Nowhere Girl

If I told you I didn’t like weekends you would probably think I had a serious problem and indeed I do. It’s not really serious, it just feels that way. It’s just part of my panic disorder which I have lived with most of my life. It’s been a thorn in my side since I was a teenager. Though no one has ever died from it, you feel like you might. Panic Disorder can be terribly uncomfortable at times. On days like today I have that constant uneasy feeling I get when there is nothing on the schedule – blank space I call it. I just think of it as a blank, white space. I prefer to have a set schedule like school and work. It makes me feel more comfortable. I’m not sure why it is, it just is.

I do love Fridays because everyone is laid back and in a good mood. It just has a good vibe to it. I especially enjoy Friday nights because I get to spend it doing whatever it is I want to do but the rest of the weekend is downhill from there. Saturday and Sunday afternoons really put me on edge. Afternoons make me anxious any day of the week, it’s just compounded on the weekend. If I could just eliminate mornings and afternoons that would be great, no need to eat breakfast or lunch ever again. I could always move to Norway where it’s dark for 6 months. I’m curious to know what effect that would have on me. Maybe I should start going to both services at the Catholic church. That would fill up almost all of Sunday, then by the time I get home, it’s time to get the kids ready for school. Sounds like a plan. Not a very good one, but still a plan.

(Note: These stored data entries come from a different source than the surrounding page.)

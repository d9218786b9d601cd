use reqwest::{Method, Url};
use serde::Serialize;
use serde_json::Value as JsonValue;

use crate::{KlaviyoError, Result};

/// One logical API call: method, path, query, optional JSON body and the
/// query key that carries the continuation marker on follow-up pages.
#[derive(Clone, Debug)]
pub(crate) struct Endpoint {
    method: Method,
    segments: Vec<String>,
    query: Vec<(String, String)>,
    body: Option<JsonValue>,
    continuation_key: Option<&'static str>,
}

impl Endpoint {
    pub(crate) fn new<I, S>(method: Method, segments: I) -> Self
    where
        I: IntoIterator<Item = S>,
        S: Into<String>,
    {
        Self {
            method,
            segments: segments.into_iter().map(Into::into).collect(),
            query: Vec::new(),
            body: None,
            continuation_key: None,
        }
    }

    pub(crate) fn get<I, S>(segments: I) -> Self
    where
        I: IntoIterator<Item = S>,
        S: Into<String>,
    {
        Self::new(Method::GET, segments)
    }

    pub(crate) fn post<I, S>(segments: I) -> Self
    where
        I: IntoIterator<Item = S>,
        S: Into<String>,
    {
        Self::new(Method::POST, segments)
    }

    pub(crate) fn put<I, S>(segments: I) -> Self
    where
        I: IntoIterator<Item = S>,
        S: Into<String>,
    {
        Self::new(Method::PUT, segments)
    }

    pub(crate) fn delete<I, S>(segments: I) -> Self
    where
        I: IntoIterator<Item = S>,
        S: Into<String>,
    {
        Self::new(Method::DELETE, segments)
    }

    pub(crate) fn query(mut self, key: impl Into<String>, value: impl Into<String>) -> Self {
        self.query.push((key.into(), value.into()));
        self
    }

    pub(crate) fn query_opt(self, key: impl Into<String>, value: Option<impl Into<String>>) -> Self {
        match value {
            Some(value) => self.query(key, value),
            None => self,
        }
    }

    pub(crate) fn json<B: Serialize>(mut self, body: &B) -> Result<Self> {
        let body = serde_json::to_value(body)
            .map_err(|err| KlaviyoError::Encode(format!("request body: {err}")))?;
        self.body = Some(body);
        Ok(self)
    }

    /// Marks the endpoint as paginated: markers are sent under `key`.
    pub(crate) fn paginated(mut self, key: &'static str) -> Self {
        self.continuation_key = Some(key);
        self
    }

    pub(crate) fn method(&self) -> &Method {
        &self.method
    }

    pub(crate) fn body(&self) -> Option<&JsonValue> {
        self.body.as_ref()
    }

    pub(crate) fn continuation_key(&self) -> Option<&'static str> {
        self.continuation_key
    }

    /// Resolves the full request URL against `base_url`.
    ///
    /// A marker replaces any initial value stored under the continuation key,
    /// so `since` passed by the caller is superseded by the server's `next`.
    pub(crate) fn url(&self, base_url: &str, marker: Option<&str>) -> Result<Url> {
        let mut url = Url::parse(base_url)
            .map_err(|err| KlaviyoError::Config(format!("invalid base url '{base_url}': {err}")))?;

        url.path_segments_mut()
            .map_err(|_| KlaviyoError::Config(format!("base url '{base_url}' cannot be a base")))?
            .pop_if_empty()
            .extend(&self.segments);

        let continuation = match (self.continuation_key, marker) {
            (Some(key), Some(marker)) => Some((key, marker)),
            _ => None,
        };

        let mut pairs: Vec<(&str, &str)> = self
            .query
            .iter()
            .filter(|(key, _)| continuation.map_or(true, |(ckey, _)| key != ckey))
            .map(|(key, value)| (key.as_str(), value.as_str()))
            .collect();
        pairs.extend(continuation);

        if !pairs.is_empty() {
            url.query_pairs_mut().extend_pairs(pairs);
        }

        Ok(url)
    }
}
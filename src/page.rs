use serde::de::DeserializeOwned;

use crate::wire::{GroupMembersPage, Marker, TimelinePage};
use crate::{Event, ProfileIdentifier};

/// Decoded body of one page of a paginated endpoint.
pub(crate) trait Page: DeserializeOwned {
    type Item;

    /// Splits the page into its items and the marker for the next page.
    ///
    /// `None` means this is the last page.
    fn into_parts(self) -> (Vec<Self::Item>, Option<String>);
}

impl Page for GroupMembersPage {
    type Item = ProfileIdentifier;

    fn into_parts(self) -> (Vec<ProfileIdentifier>, Option<String>) {
        (self.records, self.marker.and_then(Marker::into_param))
    }
}

impl Page for TimelinePage {
    type Item = Event;

    fn into_parts(self) -> (Vec<Event>, Option<String>) {
        (self.data, self.next.and_then(Marker::into_param))
    }
}

impl Marker {
    /// Query-string form of the marker; an empty string ends pagination.
    fn into_param(self) -> Option<String> {
        let value = match self {
            Self::Number(number) => number.to_string(),
            Self::Text(text) => text,
        };
        (!value.is_empty()).then_some(value)
    }
}
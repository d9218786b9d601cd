//! v1 people endpoints.

use crate::{
    decode::{decode_json, query_value},
    request::Endpoint,
    wire::TimelinePage,
    Event, KlaviyoClient, KlaviyoError, Profile, ProfileProperties, Result, TimelineQuery,
};

/// Person endpoints, obtained from [`KlaviyoClient::profiles`].
#[derive(Clone, Copy, Debug)]
pub struct ProfilesApi<'a> {
    client: &'a KlaviyoClient,
}

impl<'a> ProfilesApi<'a> {
    pub(crate) fn new(client: &'a KlaviyoClient) -> Self {
        Self { client }
    }

    /// Returns `None` when no person has this id.
    pub async fn get_profile(&self, person_id: &str) -> Result<Option<Profile>> {
        let endpoint =
            Endpoint::get(["v1", "person", person_id]).query("api_key", self.client.api_key()?);
        self.client.fetch_optional(&endpoint, "profile").await
    }

    /// Sets properties on a person and returns the updated record.
    ///
    /// Properties travel as query parameters; `null` custom values are
    /// skipped.
    pub async fn update_profile(
        &self,
        person_id: &str,
        properties: &ProfileProperties,
    ) -> Result<Profile> {
        let mut endpoint =
            Endpoint::put(["v1", "person", person_id]).query("api_key", self.client.api_key()?);

        let encoded = serde_json::to_value(properties)
            .map_err(|err| KlaviyoError::Encode(format!("profile properties: {err}")))?;
        if let serde_json::Value::Object(fields) = encoded {
            for (key, value) in &fields {
                endpoint = endpoint.query_opt(key.as_str(), query_value(value));
            }
        }

        let body = self.client.execute(&endpoint).await?;
        decode_json(&body, "profile")
    }

    /// Returns the person's full event timeline across all metrics.
    ///
    /// Pages are chained through `next`, sent back as `since`.
    pub async fn get_profile_events(
        &self,
        person_id: &str,
        query: &TimelineQuery,
    ) -> Result<Vec<Event>> {
        let endpoint = self.timeline(["v1", "person", person_id, "metrics", "timeline"], query)?;
        self.client.fetch_all_pages::<TimelinePage>(&endpoint).await
    }

    /// Returns the person's timeline for a single metric.
    pub async fn get_profile_metric_events(
        &self,
        person_id: &str,
        metric_id: &str,
        query: &TimelineQuery,
    ) -> Result<Vec<Event>> {
        let endpoint = self.timeline(
            ["v1", "person", person_id, "metric", metric_id, "timeline"],
            query,
        )?;
        self.client.fetch_all_pages::<TimelinePage>(&endpoint).await
    }

    fn timeline<const N: usize>(
        &self,
        segments: [&str; N],
        query: &TimelineQuery,
    ) -> Result<Endpoint> {
        Ok(Endpoint::get(segments)
            .query("api_key", self.client.api_key()?)
            .query_opt("since", query.since.clone())
            .query_opt("count", query.count.map(|count| count.to_string()))
            .query_opt("sort", query.sort.map(|sort| sort.as_str()))
            .paginated("since"))
    }
}
/// Error type returned by this crate.
#[derive(Debug, thiserror::Error)]
pub enum KlaviyoError {
    /// Network or request execution error from `reqwest`.
    #[error("transport error: {0}")]
    Transport(reqwest::Error),
    /// Non-success HTTP status that the client does not recover from.
    #[error("Klaviyo API responded {status} {status_text}")]
    Api {
        /// HTTP status code.
        status: u16,
        /// Canonical reason phrase for `status`, empty when unknown.
        status_text: String,
        /// Raw response body.
        body: String,
    },
    /// Still rate limited after the configured number of retries.
    #[error("rate limited after {retries} retries")]
    RateLimited {
        /// Number of retries that were attempted.
        retries: usize,
    },
    /// Response body did not match the expected JSON shape.
    #[error("decode error: {0}")]
    Decode(String),
    /// Request body or track payload could not be serialized.
    #[error("encode error: {0}")]
    Encode(String),
    /// Operation needs a credential the client was built without.
    #[error("missing credential: {0}")]
    MissingCredential(&'static str),
    /// Invalid client configuration (base URL, environment variables).
    #[error("configuration error: {0}")]
    Config(String),
}

impl KlaviyoError {
    /// Returns the HTTP status code for [`KlaviyoError::Api`] errors.
    pub fn status(&self) -> Option<u16> {
        match self {
            Self::Api { status, .. } => Some(*status),
            _ => None,
        }
    }

    pub(crate) fn api(status: reqwest::StatusCode, body: String) -> Self {
        Self::Api {
            status: status.as_u16(),
            status_text: status.canonical_reason().unwrap_or_default().to_owned(),
            body,
        }
    }
}

#[cfg(test)]
mod tests {
    use reqwest::StatusCode;

    use crate::KlaviyoError;

    #[test]
    fn api_error_carries_status_and_reason() {
        let err = KlaviyoError::api(StatusCode::INTERNAL_SERVER_ERROR, "boom".to_owned());
        assert_eq!(err.status(), Some(500));
        assert_eq!(
            err.to_string(),
            "Klaviyo API responded 500 Internal Server Error"
        );
        match err {
            KlaviyoError::Api { body, .. } => assert_eq!(body, "boom"),
            _ => panic!("expected api error"),
        }
    }

    #[test]
    fn non_api_errors_have_no_status() {
        assert_eq!(KlaviyoError::MissingCredential("api key").status(), None);
    }
}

It’s Sunday afternoon as I write this and I am waiting for the day to progress. The closer I get to evening, the better I feel. I spoke to my therapist about this years ago and he said that it’s probably because I am happy to have made it through the day. While this may have some truth to it but this is the same doctor who prescribed me medicine to sleep morning, noon and night. I may not be a doctor but that doesn’t seem like a solution to me. After sleeping nonstop, my friends got worried and came over because I wasn’t answering the phone. Needless to say, I downed my dosages.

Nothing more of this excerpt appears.